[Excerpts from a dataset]
---
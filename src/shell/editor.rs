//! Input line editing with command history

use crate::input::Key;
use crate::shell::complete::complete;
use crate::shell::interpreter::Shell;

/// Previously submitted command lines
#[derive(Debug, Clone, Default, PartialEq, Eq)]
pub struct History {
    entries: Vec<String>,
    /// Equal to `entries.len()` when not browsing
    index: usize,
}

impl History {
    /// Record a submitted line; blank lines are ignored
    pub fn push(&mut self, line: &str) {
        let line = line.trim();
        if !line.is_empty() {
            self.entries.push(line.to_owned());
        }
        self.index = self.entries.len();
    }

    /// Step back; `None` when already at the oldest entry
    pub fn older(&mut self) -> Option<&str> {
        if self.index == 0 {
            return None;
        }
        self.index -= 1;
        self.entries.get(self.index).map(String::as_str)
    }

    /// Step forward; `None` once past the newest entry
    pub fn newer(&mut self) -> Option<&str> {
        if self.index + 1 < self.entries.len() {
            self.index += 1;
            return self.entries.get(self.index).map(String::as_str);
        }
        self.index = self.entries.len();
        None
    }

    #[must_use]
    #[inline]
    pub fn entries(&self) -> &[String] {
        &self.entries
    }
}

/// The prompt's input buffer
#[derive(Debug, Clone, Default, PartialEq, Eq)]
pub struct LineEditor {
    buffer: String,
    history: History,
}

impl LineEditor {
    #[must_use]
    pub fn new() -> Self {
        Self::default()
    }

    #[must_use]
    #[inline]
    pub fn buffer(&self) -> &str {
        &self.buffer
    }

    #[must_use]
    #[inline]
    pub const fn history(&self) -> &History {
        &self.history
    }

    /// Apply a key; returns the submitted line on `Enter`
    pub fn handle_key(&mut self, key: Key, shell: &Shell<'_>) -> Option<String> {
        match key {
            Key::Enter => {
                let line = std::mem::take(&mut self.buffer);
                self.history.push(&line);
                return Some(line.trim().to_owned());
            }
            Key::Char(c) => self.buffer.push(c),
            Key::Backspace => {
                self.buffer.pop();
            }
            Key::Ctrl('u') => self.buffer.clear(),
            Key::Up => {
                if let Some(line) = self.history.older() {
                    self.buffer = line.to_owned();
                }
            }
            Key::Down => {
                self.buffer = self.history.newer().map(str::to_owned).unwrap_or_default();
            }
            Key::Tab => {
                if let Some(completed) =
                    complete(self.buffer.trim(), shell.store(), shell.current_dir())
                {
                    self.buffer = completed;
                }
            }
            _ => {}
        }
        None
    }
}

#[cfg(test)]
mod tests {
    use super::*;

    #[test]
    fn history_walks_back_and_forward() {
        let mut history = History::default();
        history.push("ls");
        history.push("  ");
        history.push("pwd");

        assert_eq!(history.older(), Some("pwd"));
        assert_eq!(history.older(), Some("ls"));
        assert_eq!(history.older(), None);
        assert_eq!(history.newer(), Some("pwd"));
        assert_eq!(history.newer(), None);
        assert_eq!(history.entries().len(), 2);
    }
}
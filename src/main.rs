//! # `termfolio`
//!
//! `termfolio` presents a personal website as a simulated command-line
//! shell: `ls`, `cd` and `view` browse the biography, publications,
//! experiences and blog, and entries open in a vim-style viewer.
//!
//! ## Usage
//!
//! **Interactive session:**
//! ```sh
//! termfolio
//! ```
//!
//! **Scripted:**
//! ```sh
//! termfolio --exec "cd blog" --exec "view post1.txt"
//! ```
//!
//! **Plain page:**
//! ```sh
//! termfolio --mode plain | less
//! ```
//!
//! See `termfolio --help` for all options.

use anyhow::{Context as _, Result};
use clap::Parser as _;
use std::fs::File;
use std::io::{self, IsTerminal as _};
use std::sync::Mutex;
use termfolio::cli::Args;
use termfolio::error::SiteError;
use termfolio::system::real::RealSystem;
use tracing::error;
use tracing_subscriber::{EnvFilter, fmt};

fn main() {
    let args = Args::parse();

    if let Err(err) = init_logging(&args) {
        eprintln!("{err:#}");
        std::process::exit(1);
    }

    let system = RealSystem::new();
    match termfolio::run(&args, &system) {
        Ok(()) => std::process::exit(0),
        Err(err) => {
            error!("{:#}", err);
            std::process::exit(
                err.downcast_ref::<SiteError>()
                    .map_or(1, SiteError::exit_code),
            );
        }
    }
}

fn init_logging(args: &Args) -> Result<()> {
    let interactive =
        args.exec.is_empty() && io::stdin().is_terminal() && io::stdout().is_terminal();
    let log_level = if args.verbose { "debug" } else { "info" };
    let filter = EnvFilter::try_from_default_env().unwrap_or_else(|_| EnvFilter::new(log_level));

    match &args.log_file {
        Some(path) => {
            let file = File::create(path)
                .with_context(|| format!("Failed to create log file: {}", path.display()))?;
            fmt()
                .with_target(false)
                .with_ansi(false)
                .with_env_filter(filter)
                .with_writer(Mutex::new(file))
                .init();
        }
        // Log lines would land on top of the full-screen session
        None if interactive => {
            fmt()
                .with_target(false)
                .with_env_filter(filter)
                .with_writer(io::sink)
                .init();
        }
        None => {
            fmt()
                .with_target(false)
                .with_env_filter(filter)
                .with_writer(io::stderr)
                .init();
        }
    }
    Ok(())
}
---
* _TASK_:
Search the data and copy each line containing "command".

* _TASK SOLUTION_:
//! Input line editing with command history
/// Previously submitted command lines
//! `termfolio` presents a personal website as a simulated command-line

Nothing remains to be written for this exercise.